Directions for this task:
Your answer should consist solely of the lines from the first line of the data through the line with "use crate::paragraph::ParagraphDraft;", each reproduced exactly.

.....

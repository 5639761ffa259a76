//! The ordered output sequence of compiled records and the session counters it owns.

use serde_json::Value;

use crate::error::{Error, Result};
use crate::formats::Record;
use crate::numbering::Counters;
use crate::paragraph::ParagraphDraft;
use crate::validate::{self, ImportedRecord};

pub const EXPORT_FILE_NAME: &str = "compiled_output.json";
pub const EXPORT_MIME_TYPE: &str = "application/json";

#[derive(Debug, Clone, PartialEq, Eq)]
pub enum UndoOutcome {
    /// The stored text of the record that was removed.
    Removed(String),
    NothingToUndo,
}

/// Append-only list of records stored as pretty JSON text, in arrival order.
///
/// Entries are never edited in place; `undo` drops the last one and `clear` drops all of them
/// together with the counters.
#[derive(Debug, Clone, Default)]
pub struct OutputSequence {
    entries: Vec<String>,
    counters: Counters,
}

impl OutputSequence {
    #[must_use]
    pub fn new() -> Self {
        Self::default()
    }

    /// Rehydrates stored entries as-is. Nothing is validated until [`Self::render`].
    #[must_use]
    pub fn from_stored(entries: Vec<String>) -> Self {
        Self {
            entries,
            counters: Counters::default(),
        }
    }

    #[must_use]
    pub fn entries(&self) -> &[String] {
        &self.entries
    }

    #[must_use]
    pub fn len(&self) -> usize {
        self.entries.len()
    }

    #[must_use]
    pub fn is_empty(&self) -> bool {
        self.entries.is_empty()
    }

    #[must_use]
    pub fn counters(&self) -> &Counters {
        &self.counters
    }

    pub fn counters_mut(&mut self) -> &mut Counters {
        &mut self.counters
    }

    pub fn append(&mut self, record: &Record) -> Result<()> {
        let text = record.to_pretty_json()?;
        self.entries.push(text);
        tracing::info!(
            kind = %record.kind(),
            id = record.id().unwrap_or_default(),
            len = self.entries.len(),
            "appended record"
        );
        Ok(())
    }

    /// Appends every record or none of them.
    pub fn append_batch(&mut self, records: &[ImportedRecord]) -> Result<usize> {
        let texts = records
            .iter()
            .map(ImportedRecord::to_pretty_json)
            .collect::<Result<Vec<_>>>()?;
        let added = texts.len();
        self.entries.extend(texts);
        tracing::info!(added, len = self.entries.len(), "appended batch");
        Ok(added)
    }

    /// Validates an exported array and appends its records. The sequence is untouched on error.
    pub fn import_str(&mut self, text: &str) -> Result<usize> {
        let records = validate::validate_str(text)?;
        self.append_batch(&records)
    }

    /// Assembles the draft, appends the paragraph and clears the draft's snippets.
    ///
    /// The draft's volume, chapter and custom id are kept for the next paragraph.
    pub fn commit_paragraph(&mut self, draft: &mut ParagraphDraft) -> Result<()> {
        let record = draft.assemble()?;
        self.append(&record)?;
        draft.clear_snippets();
        Ok(())
    }

    pub fn undo(&mut self) -> UndoOutcome {
        match self.entries.pop() {
            Some(text) => {
                tracing::info!(len = self.entries.len(), "removed most recent record");
                UndoOutcome::Removed(text)
            }
            None => {
                tracing::info!("nothing to undo");
                UndoOutcome::NothingToUndo
            }
        }
    }

    /// Empties the sequence and resets every counter to zero.
    pub fn clear(&mut self) {
        self.entries.clear();
        self.counters.reset();
        tracing::info!("cleared output");
    }

    /// Re-parses every stored entry and prints them as one pretty array.
    pub fn render(&self) -> Result<String> {
        let values = self
            .entries
            .iter()
            .enumerate()
            .map(|(index, text)| {
                serde_json::from_str::<Value>(text)
                    .map_err(|source| Error::MalformedStoredRecord { index, source })
            })
            .collect::<Result<Vec<_>>>()?;
        serde_json::to_string_pretty(&values).map_err(Error::Serialize)
    }

    /// Same text as [`Self::render`], refused when there is nothing to export.
    pub fn export(&self) -> Result<String> {
        if self.entries.is_empty() {
            return Err(Error::NothingToExport);
        }
        self.render()
    }
}
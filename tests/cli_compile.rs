use predicates::prelude::*;

#[test]
fn page_prints_padded_record() {
    let mut cmd = assert_cmd::cargo::cargo_bin_cmd!("snippetbook");
    cmd.args(["page", "--number", "7"])
        .assert()
        .success()
        .stdout("{\n  \"type\": \"page\",\n  \"value\": \"Page 007\",\n  \"id\": \"page-007\"\n}\n");
}

#[test]
fn page_out_of_range_fails() {
    let mut cmd = assert_cmd::cargo::cargo_bin_cmd!("snippetbook");
    cmd.args(["page", "--number", "1001"])
        .assert()
        .failure()
        .stderr(predicate::str::contains("page number must be between 1-1000"));
}

#[test]
fn heading_with_number_prefix() {
    let mut cmd = assert_cmd::cargo::cargo_bin_cmd!("snippetbook");
    cmd.args(["heading", "--text", " Intro ", "--kind", "sub", "--number", "4"])
        .assert()
        .success()
        .stdout(predicate::str::contains("\"value\": \"4. Intro\""))
        .stdout(predicate::str::contains("\"id\": \"sub-heading-1\""))
        .stdout(predicate::str::contains("\"headingType\": \"sub\""));
}

#[test]
fn paragraph_collects_snippets_in_order() {
    let mut cmd = assert_cmd::cargo::cargo_bin_cmd!("snippetbook");
    cmd.args([
        "paragraph",
        "--volume",
        "v2",
        "--chapter",
        "c10",
        "--custom-id",
        "5",
        "--snippet",
        "text=Blessed",
        "--snippet",
        "verse=Mt 5:3",
        "--verse-link",
        "https://example.com/mt5",
    ])
    .assert()
    .success()
    .stdout(predicate::str::contains("\"id\": \"v2-c10-005\""))
    .stdout(predicate::str::contains("\"link\": \"https://example.com/mt5\""));
}

#[test]
fn paragraph_without_snippets_fails() {
    let mut cmd = assert_cmd::cargo::cargo_bin_cmd!("snippetbook");
    cmd.args([
        "paragraph",
        "--volume",
        "v1",
        "--chapter",
        "c01",
        "--custom-id",
        "1",
    ])
    .assert()
    .failure()
    .stderr(predicate::str::contains("add at least one snippet"));
}

#[test]
fn image_has_no_id_field() {
    let mut cmd = assert_cmd::cargo::cargo_bin_cmd!("snippetbook");
    cmd.args(["image", "--src", "https://example.com/a.png"])
        .assert()
        .success()
        .stdout(predicate::str::contains("\"id\"").not());
}

#[test]
fn rust_log_debug_emits_debug_line_to_stderr() {
    let mut cmd = assert_cmd::cargo::cargo_bin_cmd!("snippetbook");
    cmd.env("RUST_LOG", "debug")
        .args(["chapter", "--select", "chapter-01"])
        .assert()
        .success()
        .stderr(predicate::str::contains("parsed cli"));
}

#[test]
fn page_preview_ignores_non_digits() {
    let mut cmd = assert_cmd::cargo::cargo_bin_cmd!("snippetbook");
    cmd.args(["page", "--number", "1a2", "--preview"])
        .assert()
        .success()
        .stdout("Formatted: Page 012\n");
}

#[test]
fn page_preview_reports_out_of_range_without_failing() {
    let mut cmd = assert_cmd::cargo::cargo_bin_cmd!("snippetbook");
    cmd.args(["page", "--number", "0", "--preview"])
        .assert()
        .success()
        .stdout("Invalid: Must be a number between 1-1000.\n");
}

#[test]
fn options_lists_every_catalog() {
    let mut cmd = assert_cmd::cargo::cargo_bin_cmd!("snippetbook");
    cmd.arg("options")
        .assert()
        .success()
        .stdout(predicate::str::starts_with("volumes:\n- id: v1\n  label: Volume 01\n"))
        .stdout(predicate::str::contains("- id: v7\n  label: Volume 07\n"))
        .stdout(predicate::str::contains("chapters:\n- id: c01\n  label: Chapter 01\n"))
        .stdout(predicate::str::contains("heading_numbers:\n- no-prefix\n- '1'\n"));
}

.....

Answer area:
repository 5639761ffa259a76
//! The ordered output sequence of compiled records and the session counters it owns.

use serde_json::Value;

use crate::error::{Error, Result};
use crate::formats::Record;
use crate::numbering::Counters;
use crate::paragraph::ParagraphDraft;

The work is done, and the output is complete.